Is evidence-based policy an oxymoron? Is it possible to have evidence serve as a guide rather than merely as a justification for policy? I think there are two ways in which evidence can play a key role in school improvement.

The first is that evidence can help us identify high-leverage problems that create policy priorities. These are problems that, if solved, would reduce a large percentage of the variance between good and bad outcomes for kids. In 2004, for example, Paul Barton suggested a list of 14 factors correlated to high student achievement, including out-of-school factors such as hunger and nutrition, reading to children, and student mobility. He also listed in-school factors such as teacher quality, rigor of curriculum, and school safety. Barton noted that low-income and minority children are at a disadvantage in most of these areas.

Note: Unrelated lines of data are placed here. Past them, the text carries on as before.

//! End-to-end crawl pipeline: zone → discovery → upsert → scrape → profile.

use std::collections::BTreeMap;

use chrono::{Duration, Utc};
use serde::Serialize;
use tracing::{info, instrument, warn};
use uuid::Uuid;

use towscout_discovery::{DiscoveryClient, RawListing};
use towscout_scraper::{BatchOutcome, BatchScraper, PageFetcher};
use towscout_shared::{
    Company, CompanyId, EnrichmentSnapshot, Result, SnapshotSource, Stage, StageEvent,
    TowScoutError, ZoneId, next_stage,
};
use towscout_storage::{Storage, StatusCounts};

use crate::profile::{NoopProfileEnricher, ProfileEnricher};

// ---------------------------------------------------------------------------
// Options and stats
// ---------------------------------------------------------------------------

/// Per-crawl options, merged from config defaults and CLI flags.
#[derive(Debug, Clone)]
pub struct CrawlZoneOptions {
    /// Search query sent to the maps actor.
    pub query: String,
    /// Upper bound on listings fetched per search.
    pub max_results: u32,
    /// Discovery-only crawl: upsert listings but skip the website batch.
    pub skip_websites: bool,
    /// Run the profile pass after the website batch.
    pub enrich_profiles: bool,
}

impl Default for CrawlZoneOptions {
    fn default() -> Self {
        Self {
            query: "towing company".into(),
            max_results: 100,
            skip_websites: false,
            enrich_profiles: false,
        }
    }
}

/// Summary of one completed zone crawl.
#[derive(Debug, Clone, Default, Serialize)]
pub struct CrawlStats {
    /// Raw listings returned by discovery, before any filtering.
    pub companies_found: usize,
    pub companies_new: usize,
    pub companies_updated: usize,
    pub websites_scraped: usize,
    pub websites_failed: usize,
    pub websites_skipped: usize,
    pub profiles_scraped: usize,
    /// Stage name → count for the companies touched by this crawl.
    pub stage_breakdown: BTreeMap<String, usize>,
}

// ---------------------------------------------------------------------------
// Orchestrator
// ---------------------------------------------------------------------------

/// Drives the full enrichment pipeline against one storage handle.
pub struct Orchestrator<D, F, P = NoopProfileEnricher> {
    discovery: D,
    scraper: BatchScraper<F>,
    profile: Option<P>,
}

impl<D, F> Orchestrator<D, F, NoopProfileEnricher> {
    pub fn new(discovery: D, scraper: BatchScraper<F>) -> Self {
        Self {
            discovery,
            scraper,
            profile: None,
        }
    }
}

impl<D, F, P> Orchestrator<D, F, P> {
    /// Attach a profile enrichment source.
    pub fn with_profile_enricher<Q>(self, enricher: Q) -> Orchestrator<D, F, Q> {
        Orchestrator {
            discovery: self.discovery,
            scraper: self.scraper,
            profile: Some(enricher),
        }
    }
}

impl<D, F, P> Orchestrator<D, F, P>
where
    D: DiscoveryClient,
    F: PageFetcher + 'static,
    P: ProfileEnricher,
{
    /// Crawl one zone end to end.
    ///
    /// Discovery failures abort the crawl; everything downstream degrades
    /// per company. The crawl is recorded in the audit table whether it
    /// completes or not.
    #[instrument(skip_all, fields(zone_id = %zone_id, query = %options.query))]
    pub async fn crawl_zone(
        &self,
        storage: &Storage,
        zone_id: ZoneId,
        options: &CrawlZoneOptions,
    ) -> Result<CrawlStats> {
        let zone = storage
            .get_zone(zone_id)
            .await?
            .ok_or_else(|| TowScoutError::validation(format!("zone not found: {zone_id}")))?;
        if !zone.active {
            return Err(TowScoutError::validation(format!(
                "zone is deactivated: {}",
                zone.name
            )));
        }

        let run_id = storage.insert_crawl_run(zone_id, &options.query).await?;
        info!(zone = %zone.name, "starting zone crawl");

        let listings = match self
            .discovery
            .search(&zone.location_string(), &options.query, options.max_results)
            .await
        {
            Ok(listings) => listings,
            Err(e) => {
                let stats = serde_json::json!({ "error": e.to_string() });
                let _ = storage.finish_crawl_run(&run_id, &stats.to_string()).await;
                return Err(e);
            }
        };

        let mut stats = CrawlStats {
            companies_found: listings.len(),
            ..Default::default()
        };

        // Upsert listings, keyed on the external listing URL.
        let mut touched: Vec<CompanyId> = Vec::new();
        let mut batch: Vec<Company> = Vec::new();
        for listing in &listings {
            if !listing.has_identity() {
                continue;
            }
            let key = listing_key(listing);

            let company = match storage.find_company_by_listing_key(&key).await? {
                Some(mut existing) => {
                    merge_listing(&mut existing, listing);
                    existing.stage = next_stage(existing.stage, StageEvent::DiscoveredExisting);
                    existing.updated_at = Utc::now();
                    storage.save_company(&existing).await?;
                    stats.companies_updated += 1;
                    existing
                }
                None => {
                    let company = company_from_listing(zone_id, &key, listing);
                    storage.insert_company(&company).await?;
                    stats.companies_new += 1;
                    company
                }
            };

            touched.push(company.id);
            batch.push(company);
        }

        // Website batch
        if options.skip_websites {
            stats.websites_skipped = batch.len();
        } else {
            let outcome = self.scraper.scrape_batch(storage, batch).await?;
            stats.websites_scraped = outcome.success;
            stats.websites_failed = outcome.failed;
            stats.websites_skipped = outcome.no_website;
        }

        // Profile pass
        if options.enrich_profiles {
            if let Some(enricher) = &self.profile {
                stats.profiles_scraped = self.run_profile_pass(storage, &touched, enricher).await;
            }
        }

        // Stage breakdown over the companies this crawl touched
        for id in &touched {
            if let Some(company) = storage.get_company(*id).await? {
                *stats
                    .stage_breakdown
                    .entry(company.stage.as_str().to_string())
                    .or_insert(0) += 1;
            }
        }

        let stats_json = serde_json::to_string(&stats)
            .map_err(|e| TowScoutError::parse(format!("crawl stats: {e}")))?;
        storage.finish_crawl_run(&run_id, &stats_json).await?;

        info!(
            found = stats.companies_found,
            new = stats.companies_new,
            updated = stats.companies_updated,
            scraped = stats.websites_scraped,
            failed = stats.websites_failed,
            "zone crawl complete"
        );
        Ok(stats)
    }

    /// Re-scrape companies whose website data is older than `days`.
    #[instrument(skip_all, fields(days, limit))]
    pub async fn refresh_stale(
        &self,
        storage: &Storage,
        zone: Option<ZoneId>,
        days: u32,
        limit: u32,
    ) -> Result<BatchOutcome> {
        let cutoff = Utc::now() - Duration::days(i64::from(days));
        let stale = storage.find_stale_companies(cutoff, zone, limit).await?;
        info!(companies = stale.len(), days, "refreshing stale companies");
        self.scraper.scrape_batch(storage, stale).await
    }

    /// Run the profile pass over companies that finished the website stage.
    async fn run_profile_pass(
        &self,
        storage: &Storage,
        touched: &[CompanyId],
        enricher: &P,
    ) -> usize {
        let mut enriched = 0;
        for id in touched {
            let Ok(Some(mut company)) = storage.get_company(*id).await else {
                continue;
            };
            if company.stage != Stage::WebsiteScraped || company.profile_url.is_none() {
                continue;
            }

            match enricher.enrich(&company).await {
                Ok(payload) => {
                    let snapshot = EnrichmentSnapshot {
                        id: Uuid::now_v7(),
                        company_id: company.id,
                        payload,
                        source: SnapshotSource::Profile,
                        created_at: Utc::now(),
                    };
                    company.stage = next_stage(company.stage, StageEvent::ProfileScrapeOk);
                    company.updated_at = Utc::now();

                    if let Err(e) = storage.save_company(&company).await {
                        warn!(company = %company.name, error = %e,
                            "failed to persist profile result");
                        continue;
                    }
                    if let Err(e) = storage.insert_snapshot(&snapshot).await {
                        warn!(company = %company.name, error = %e,
                            "failed to record profile snapshot");
                    }
                    enriched += 1;
                }
                Err(e) => {
                    warn!(company = %company.name, error = %e, "profile enrichment failed");
                }
            }
        }
        enriched
    }
}

/// Aggregate status counts, optionally scoped to one zone.
pub async fn get_status(storage: &Storage, zone: Option<ZoneId>) -> Result<StatusCounts> {
    storage.status_counts(zone).await
}

// ---------------------------------------------------------------------------
// Listing → company mapping
// ---------------------------------------------------------------------------

/// Stable unique key for a listing. Listings without a maps URL fall back to
/// a normalized-name key so re-crawls still dedupe them.
fn listing_key(listing: &RawListing) -> String {
    match &listing.listing_url {
        Some(url) if !url.trim().is_empty() => url.trim().to_string(),
        _ => format!("name:{}", listing.title.trim().to_lowercase()),
    }
}

fn company_from_listing(zone_id: ZoneId, key: &str, listing: &RawListing) -> Company {
    let now = Utc::now();
    let address = listing.address_components();
    Company {
        id: CompanyId::new(),
        zone_id,
        name: listing.title.trim().to_string(),
        listing_key: key.to_string(),
        phone: listing.phone.clone(),
        email: None,
        website: listing.website.clone(),
        profile_url: listing.profile_url.clone(),
        address_street: address.street,
        address_city: address.city,
        address_state: address.state,
        address_zip: address.zip,
        rating: listing.rating,
        review_count: listing.reviews_count,
        listing_hours: listing.opening_hours.clone(),
        website_hours: None,
        has_impound: None,
        impound_confidence: None,
        fleet_size: None,
        website_scrape_status: None,
        website_scraped_at: None,
        website_scrape_error: None,
        website_content_hash: None,
        stage: next_stage(Stage::Initial, StageEvent::DiscoveredNew),
        created_at: now,
        updated_at: now,
    }
}

/// Refresh an existing company's listing-sourced fields. Listing data wins
/// when present; enrichment fields (hours, capability, scrape status) are
/// left alone.
fn merge_listing(company: &mut Company, listing: &RawListing) {
    if !listing.title.trim().is_empty() {
        company.name = listing.title.trim().to_string();
    }
    if listing.phone.is_some() {
        company.phone = listing.phone.clone();
    }
    if listing.website.is_some() {
        company.website = listing.website.clone();
    }
    if listing.profile_url.is_some() {
        company.profile_url = listing.profile_url.clone();
    }
    if listing.rating.is_some() {
        company.rating = listing.rating;
    }
    if listing.reviews_count.is_some() {
        company.review_count = listing.reviews_count;
    }
    if listing.opening_hours.is_some() {
        company.listing_hours = listing.opening_hours.clone();
    }

    let address = listing.address_components();
    if address.street.is_some() {
        company.address_street = address.street;
    }
    if address.city.is_some() {
        company.address_city = address.city;
    }
    if address.state.is_some() {
        company.address_state = address.state;
    }
    if address.zip.is_some() {
        company.address_zip = address.zip;
    }
}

Evidence-based policy would dictate that we concentrate on these, or other similar high-leverage conditions, to improve education--particularly for our most disadvantaged students. Imagine if instead of spending billions of dollars over the next 10 years on a thousand different efforts we concentrated policy on making sure that students master reading early, have successful transitions from middle to high school, and stay in school at least through high school graduation. After all, evidence from a 2010 study by the Annie E. Casey Foundation points to the “make or break” nature of mastering reading by grade 3 for children’s future educational development; ACT provides evidence that the level of academic achievement attained by eighth-grade students “has a larger impact on their college and career readiness by the time they graduate than anything that happens academically in high school;" and the Everyone Graduates Center describes the devastating consequences that dropping out of high school has on both individuals and society.

Second, evidence-based policymakers can also insist that we judge proposed solutions to high-leverage problems against proof that they can get the job done. Let’s say we are talking about the goal of having all students reading by grade 3. Policymakers should not care whether it is charters, vouchers, homeschooling, non-union or unionized schools, reading programs, or professional development that achieves the desired goal. They should only care about demonstrated results. I agree with Rick Hess when he argues that, “The proper measure of whether proposals are consistent with public schooling ought not be whether power, politics, or finances shift, but whether we are doing a better job of educating all children so they master essential knowledge and skills, develop their gifts, and are prepared for the duties of citizenship.”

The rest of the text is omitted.